The car's driver found a spot, parked, and slowly stepped out. The embers of a lit cigarette flickered as a figure of a man was outlined. He puffed once more before tossing it to the ground.
As if accepting the challenge to step up its evil, the wind suddenly changed its direction toward the Mercedes, abandoning its game of tossing about litter. Loud wooshing sounds accompanied its assault. It homed in on the rear flap of the man's expensive chocolate-brown trench coat, causing the material to fan rapidly.
The man suddenly stood still. With eyes narrowed and determined, he looked back toward his car. It was as though he were daring the wind to do its worst. He muttered, “Go to hell!”
He had dark, penetrating brown eyes that were set deep into an extremely tawny-complexioned, handsome face that hinted of a possible mixed heritage. Then he sucked in a deep breath of night air as though it were his last.
He'd only taken a few steps when one hand suddenly flew up and grabbed at the tan fedora about to fall off his head. He was too slow. The wind would not be denied and blew the expensive fedora into the middle of the filthy street.

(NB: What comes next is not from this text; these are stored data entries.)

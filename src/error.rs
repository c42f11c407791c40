/// Error type returned by this crate.
#[derive(Debug, thiserror::Error)]
pub enum RequestError {
    /// Method string is not one of `GET`, `POST`, `PUT`, `DELETE`.
    #[error("invalid http method '{0}'")]
    InvalidMethod(String),
    /// The underlying `reqwest` client could not be constructed.
    #[error("http client build error: {0}")]
    Build(reqwest::Error),
    /// JSON request body could not be serialized.
    #[error("encode error: {0}")]
    Encode(serde_json::Error),
    /// Response body could not be decoded into the requested type.
    #[error("decode error: {0}")]
    Decode(String),
    /// Request failure that is never retried (invalid URL, redirect loop,
    /// request builder error).
    #[error("request failed: {0}")]
    Fatal(reqwest::Error),
    /// Every attempt failed before a well-formed HTTP response was read.
    #[error("transport error after {attempts} attempts: {source}")]
    Exhausted {
        /// Number of attempts made.
        attempts: usize,
        /// Failure of the last attempt.
        #[source]
        source: reqwest::Error,
    },
    /// The background worker panicked before producing a result.
    #[error("background worker failed: {0}")]
    Worker(String),
}

/// How a failed attempt is handled by the retry loop.
#[derive(Clone, Copy, Debug, Eq, PartialEq)]
pub(crate) enum FailureKind {
    /// Connect, timeout or send failure. Retried without delay.
    Network,
    /// The response started but its body could not be drained. Retried after
    /// the flat runtime delay.
    Interrupted,
    /// Anything else. Surfaced immediately.
    Fatal,
}

impl FailureKind {
    pub(crate) fn classify(err: &reqwest::Error) -> Self {
        if err.is_builder() || err.is_redirect() || err.is_status() {
            Self::Fatal
        } else if err.is_connect() || err.is_timeout() || err.is_request() {
            Self::Network
        } else if err.is_body() || err.is_decode() {
            Self::Interrupted
        } else {
            Self::Fatal
        }
    }

    pub(crate) fn is_retryable(self) -> bool {
        !matches!(self, Self::Fatal)
    }
}

#[cfg(test)]
mod tests {
    use super::{FailureKind, RequestError};

    #[test]
    fn invalid_url_is_fatal() {
        let err = reqwest::Client::new()
            .get("not a url")
            .build()
            .expect_err("url must be rejected");
        let kind = FailureKind::classify(&err);
        assert_eq!(kind, FailureKind::Fatal);
        assert!(!kind.is_retryable());
    }

    #[test]
    fn network_and_interrupted_are_retryable() {
        assert!(FailureKind::Network.is_retryable());
        assert!(FailureKind::Interrupted.is_retryable());
    }

    #[test]
    fn invalid_method_message_names_the_input() {
        let err = RequestError::InvalidMethod("PATCH".to_owned());
        assert_eq!(err.to_string(), "invalid http method 'PATCH'");
    }
}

Through it all, he kept his eyes focused and determined. Without a word, he walked a few feet and retrieved the hat, placing it snug onto his head, and turned back to the sidewalk. He'd ignored the filth not so much from fear, but almost as a reflex because of what he was about to do. With his hat now secured, he used the same hand to hold the front of his coat, not wanting anyone to see what he had hidden.

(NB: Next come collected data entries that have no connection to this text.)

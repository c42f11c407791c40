use serde::de::DeserializeOwned;

use crate::RequestError;

/// Decodes a drained response body into text with `\n` line endings.
///
/// Lines end at `\n`, `\r\n` or a lone `\r`. A terminator at the very end
/// does not produce a trailing empty line. Returns `None` for an empty
/// payload.
pub(crate) fn drain_to_text(bytes: &[u8]) -> Option<String> {
    if bytes.is_empty() {
        return None;
    }
    let text = String::from_utf8_lossy(bytes);
    Some(join_lines(&text))
}

pub(crate) fn join_lines(text: &str) -> String {
    let mut out = String::with_capacity(text.len());
    let mut chars = text.chars().peekable();
    let mut pending_break = false;

    while let Some(ch) = chars.next() {
        match ch {
            '\r' => {
                if chars.peek() == Some(&'\n') {
                    chars.next();
                }
                if pending_break {
                    out.push('\n');
                }
                pending_break = true;
            }
            '\n' => {
                if pending_break {
                    out.push('\n');
                }
                pending_break = true;
            }
            other => {
                if pending_break {
                    out.push('\n');
                    pending_break = false;
                }
                out.push(other);
            }
        }
    }

    out
}

pub(crate) fn decode_json<T: DeserializeOwned>(body: &str) -> Result<T, RequestError> {
    serde_json::from_str(body).map_err(|err| {
        RequestError::Decode(format!("invalid response JSON: {err}; body: {body}"))
    })
}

There was no turning back now.
Across the street there was a working streetlight. It burned bright on the man as he crossed the street as though to make up for those lights that didn't.
The man moved toward a two-story building nestled between a totally abandoned building and a closed Neighborhood Multi-Service Center. He came within a few feet of his destination and stopped. Despite the darkness, he could see clearly through a small square glass pane. He scowled briefly at a sleeping, obese man.
The portly man was supposed to be alert, but it was nighttime and sleep had claimed the bouncer for the Sweet Bush. Despite nodding off in a deep coma-like sleep and snoring like a bull with asthma, he somehow managed to keep from falling off a stool that was much too small for his wide girth.
The man was tempted to snatch off his unclean fedora, slap the bouncer, and stuff one of those disgusting snores back down his throat, but he needed to stick to the plan.
The man hugged his coat again, against a body that had been well worked out and buffed. Being a bit of a health fanatic, he hadn't even started smoking until recently when it seemed as though his life was falling apart and brought him to where he now stood.
With one hand, he angrily pushed hard against the oak wood door. The door swung open and closed quickly. It almost nipped the hip of the man as he poured into the front room of the Sweet Bush Lounge.
Noise affected the bouncer much like a sleeping pill; with his barrel chest heaving slightly, he shifted his weight on the stool and continued sleeping soundly.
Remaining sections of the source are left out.